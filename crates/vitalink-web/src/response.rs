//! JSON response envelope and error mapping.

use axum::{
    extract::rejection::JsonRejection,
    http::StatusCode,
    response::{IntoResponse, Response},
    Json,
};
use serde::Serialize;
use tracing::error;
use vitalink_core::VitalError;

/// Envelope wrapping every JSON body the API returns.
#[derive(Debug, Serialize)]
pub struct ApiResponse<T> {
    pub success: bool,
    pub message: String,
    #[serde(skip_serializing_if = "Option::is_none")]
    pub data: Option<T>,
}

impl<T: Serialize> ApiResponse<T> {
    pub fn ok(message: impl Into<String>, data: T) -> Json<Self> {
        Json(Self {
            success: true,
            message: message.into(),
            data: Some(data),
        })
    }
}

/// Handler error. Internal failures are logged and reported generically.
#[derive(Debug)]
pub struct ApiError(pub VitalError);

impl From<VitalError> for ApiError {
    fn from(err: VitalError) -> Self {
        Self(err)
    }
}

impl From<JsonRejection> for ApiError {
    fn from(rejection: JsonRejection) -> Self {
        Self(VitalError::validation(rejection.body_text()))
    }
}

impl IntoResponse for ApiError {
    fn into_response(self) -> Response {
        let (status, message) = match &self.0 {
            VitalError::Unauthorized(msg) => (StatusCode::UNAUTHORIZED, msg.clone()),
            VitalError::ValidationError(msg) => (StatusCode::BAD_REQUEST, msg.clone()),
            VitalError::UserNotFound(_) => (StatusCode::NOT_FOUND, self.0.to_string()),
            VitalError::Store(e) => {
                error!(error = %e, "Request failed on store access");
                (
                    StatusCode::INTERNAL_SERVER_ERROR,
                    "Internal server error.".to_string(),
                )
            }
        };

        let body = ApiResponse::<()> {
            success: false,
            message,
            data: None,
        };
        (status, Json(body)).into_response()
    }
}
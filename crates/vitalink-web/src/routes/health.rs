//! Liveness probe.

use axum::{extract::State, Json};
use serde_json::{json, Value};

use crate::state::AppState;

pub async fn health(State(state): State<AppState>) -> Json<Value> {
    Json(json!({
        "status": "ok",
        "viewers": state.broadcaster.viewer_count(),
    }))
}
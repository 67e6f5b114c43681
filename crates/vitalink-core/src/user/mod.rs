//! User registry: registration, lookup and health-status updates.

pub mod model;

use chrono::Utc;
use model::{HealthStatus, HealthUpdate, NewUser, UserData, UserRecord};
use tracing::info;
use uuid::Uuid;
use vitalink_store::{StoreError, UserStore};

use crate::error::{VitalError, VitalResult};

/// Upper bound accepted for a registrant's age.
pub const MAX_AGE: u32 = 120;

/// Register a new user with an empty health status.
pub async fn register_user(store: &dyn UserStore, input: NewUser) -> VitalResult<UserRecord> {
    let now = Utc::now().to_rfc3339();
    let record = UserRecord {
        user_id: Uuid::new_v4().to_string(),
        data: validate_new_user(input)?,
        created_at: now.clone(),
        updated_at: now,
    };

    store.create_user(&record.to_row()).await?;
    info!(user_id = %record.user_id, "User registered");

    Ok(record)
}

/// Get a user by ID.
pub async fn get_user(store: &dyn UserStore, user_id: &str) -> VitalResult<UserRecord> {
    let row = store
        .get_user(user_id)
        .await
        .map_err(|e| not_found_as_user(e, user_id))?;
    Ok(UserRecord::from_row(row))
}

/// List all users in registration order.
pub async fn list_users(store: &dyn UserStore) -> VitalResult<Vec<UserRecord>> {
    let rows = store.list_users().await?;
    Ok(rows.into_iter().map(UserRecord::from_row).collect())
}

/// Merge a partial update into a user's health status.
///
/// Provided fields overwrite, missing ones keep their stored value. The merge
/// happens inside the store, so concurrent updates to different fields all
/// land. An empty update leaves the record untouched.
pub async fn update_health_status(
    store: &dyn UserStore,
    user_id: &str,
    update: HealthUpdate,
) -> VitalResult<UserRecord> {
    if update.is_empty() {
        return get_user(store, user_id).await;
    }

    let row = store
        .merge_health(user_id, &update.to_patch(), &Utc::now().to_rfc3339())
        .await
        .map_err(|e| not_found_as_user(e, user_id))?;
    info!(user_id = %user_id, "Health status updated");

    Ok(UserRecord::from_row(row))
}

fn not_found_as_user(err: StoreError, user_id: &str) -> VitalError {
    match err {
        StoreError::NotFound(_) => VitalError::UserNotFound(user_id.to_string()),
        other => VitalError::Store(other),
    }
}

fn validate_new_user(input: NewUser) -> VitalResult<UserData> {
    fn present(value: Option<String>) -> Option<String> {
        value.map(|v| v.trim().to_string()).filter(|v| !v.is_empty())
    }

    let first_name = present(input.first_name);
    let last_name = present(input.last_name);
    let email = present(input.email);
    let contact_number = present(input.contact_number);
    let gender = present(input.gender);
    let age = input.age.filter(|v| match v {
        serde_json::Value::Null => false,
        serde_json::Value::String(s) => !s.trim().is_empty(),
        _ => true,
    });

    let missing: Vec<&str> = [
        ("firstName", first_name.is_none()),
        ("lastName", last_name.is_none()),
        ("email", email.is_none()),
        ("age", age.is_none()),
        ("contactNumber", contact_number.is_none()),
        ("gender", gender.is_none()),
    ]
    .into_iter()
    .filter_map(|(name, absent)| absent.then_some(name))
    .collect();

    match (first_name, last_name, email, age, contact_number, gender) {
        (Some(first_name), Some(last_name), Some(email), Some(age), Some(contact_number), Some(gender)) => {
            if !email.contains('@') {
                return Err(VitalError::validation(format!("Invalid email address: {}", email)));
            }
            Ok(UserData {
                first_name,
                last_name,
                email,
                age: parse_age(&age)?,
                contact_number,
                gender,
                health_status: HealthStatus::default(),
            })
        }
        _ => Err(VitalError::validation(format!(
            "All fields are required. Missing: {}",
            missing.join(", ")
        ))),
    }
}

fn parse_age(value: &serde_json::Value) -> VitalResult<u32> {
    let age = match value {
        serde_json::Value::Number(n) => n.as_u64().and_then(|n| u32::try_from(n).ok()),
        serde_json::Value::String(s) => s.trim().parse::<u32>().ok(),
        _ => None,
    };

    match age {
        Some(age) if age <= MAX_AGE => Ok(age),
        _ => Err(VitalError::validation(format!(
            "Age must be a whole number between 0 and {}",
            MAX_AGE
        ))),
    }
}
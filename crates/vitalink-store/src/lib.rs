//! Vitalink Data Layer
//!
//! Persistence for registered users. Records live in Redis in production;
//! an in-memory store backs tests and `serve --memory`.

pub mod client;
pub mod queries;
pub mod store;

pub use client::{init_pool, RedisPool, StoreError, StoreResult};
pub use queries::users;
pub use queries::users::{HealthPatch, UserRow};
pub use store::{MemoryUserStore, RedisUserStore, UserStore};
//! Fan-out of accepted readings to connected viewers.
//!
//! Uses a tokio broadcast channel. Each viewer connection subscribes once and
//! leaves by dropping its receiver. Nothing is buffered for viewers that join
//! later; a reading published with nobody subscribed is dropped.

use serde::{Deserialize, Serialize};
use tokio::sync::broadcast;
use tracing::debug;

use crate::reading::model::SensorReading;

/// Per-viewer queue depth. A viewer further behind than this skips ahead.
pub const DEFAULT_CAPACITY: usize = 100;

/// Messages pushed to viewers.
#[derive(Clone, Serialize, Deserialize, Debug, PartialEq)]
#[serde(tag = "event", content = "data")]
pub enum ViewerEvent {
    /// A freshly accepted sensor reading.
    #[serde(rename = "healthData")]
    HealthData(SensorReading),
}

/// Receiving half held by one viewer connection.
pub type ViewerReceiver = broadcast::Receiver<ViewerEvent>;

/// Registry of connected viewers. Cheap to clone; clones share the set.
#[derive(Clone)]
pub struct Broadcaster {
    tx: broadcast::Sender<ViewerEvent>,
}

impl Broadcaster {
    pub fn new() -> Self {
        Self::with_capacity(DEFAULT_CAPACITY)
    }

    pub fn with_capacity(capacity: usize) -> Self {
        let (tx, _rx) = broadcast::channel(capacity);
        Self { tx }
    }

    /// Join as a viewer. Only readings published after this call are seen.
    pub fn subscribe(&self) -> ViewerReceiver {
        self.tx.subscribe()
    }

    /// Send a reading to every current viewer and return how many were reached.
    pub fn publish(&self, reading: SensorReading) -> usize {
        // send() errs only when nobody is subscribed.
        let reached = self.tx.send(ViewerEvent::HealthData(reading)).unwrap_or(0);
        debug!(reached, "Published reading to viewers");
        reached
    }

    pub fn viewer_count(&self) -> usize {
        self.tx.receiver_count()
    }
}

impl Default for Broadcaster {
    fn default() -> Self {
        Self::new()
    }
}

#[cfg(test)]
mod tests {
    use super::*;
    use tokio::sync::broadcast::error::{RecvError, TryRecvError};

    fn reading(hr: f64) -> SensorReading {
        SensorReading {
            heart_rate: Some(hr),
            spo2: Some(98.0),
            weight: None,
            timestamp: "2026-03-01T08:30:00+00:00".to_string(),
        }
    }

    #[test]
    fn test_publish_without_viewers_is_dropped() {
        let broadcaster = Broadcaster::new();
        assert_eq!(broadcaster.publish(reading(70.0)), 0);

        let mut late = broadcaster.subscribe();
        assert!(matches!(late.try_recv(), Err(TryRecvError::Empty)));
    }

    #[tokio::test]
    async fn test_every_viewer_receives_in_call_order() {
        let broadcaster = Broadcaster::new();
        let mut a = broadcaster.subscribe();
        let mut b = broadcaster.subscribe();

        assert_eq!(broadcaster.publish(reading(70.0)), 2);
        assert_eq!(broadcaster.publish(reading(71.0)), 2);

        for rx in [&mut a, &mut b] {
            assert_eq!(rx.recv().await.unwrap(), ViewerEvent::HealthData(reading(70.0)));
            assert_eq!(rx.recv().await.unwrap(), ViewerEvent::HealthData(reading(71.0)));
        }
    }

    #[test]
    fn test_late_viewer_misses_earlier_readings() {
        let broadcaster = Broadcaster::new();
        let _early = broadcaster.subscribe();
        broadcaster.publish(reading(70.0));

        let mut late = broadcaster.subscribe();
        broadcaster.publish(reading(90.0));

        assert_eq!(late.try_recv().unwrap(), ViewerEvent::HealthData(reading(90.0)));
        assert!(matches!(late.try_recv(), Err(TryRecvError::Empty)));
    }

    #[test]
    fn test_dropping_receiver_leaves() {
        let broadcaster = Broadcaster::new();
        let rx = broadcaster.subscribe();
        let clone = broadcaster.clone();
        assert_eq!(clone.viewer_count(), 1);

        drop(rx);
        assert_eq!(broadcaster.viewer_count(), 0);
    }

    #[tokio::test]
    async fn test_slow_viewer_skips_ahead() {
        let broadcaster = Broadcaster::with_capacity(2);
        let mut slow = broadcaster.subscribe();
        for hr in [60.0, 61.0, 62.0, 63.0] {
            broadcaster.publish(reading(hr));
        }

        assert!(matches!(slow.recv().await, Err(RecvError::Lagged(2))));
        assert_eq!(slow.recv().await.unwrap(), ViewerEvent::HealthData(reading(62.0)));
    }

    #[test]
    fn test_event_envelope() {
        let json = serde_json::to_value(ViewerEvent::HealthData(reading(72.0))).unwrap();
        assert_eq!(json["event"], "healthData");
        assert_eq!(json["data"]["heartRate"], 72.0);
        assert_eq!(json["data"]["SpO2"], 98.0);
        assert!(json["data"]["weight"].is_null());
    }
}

━━━━━━━━━━━━━━━━━━━━━━━━━━━━━━

## DIRECTIONS
This task calls for each line of the material that contains "axum".

## FINAL ANSWER
use axum::{
use axum::{extract::State, Json};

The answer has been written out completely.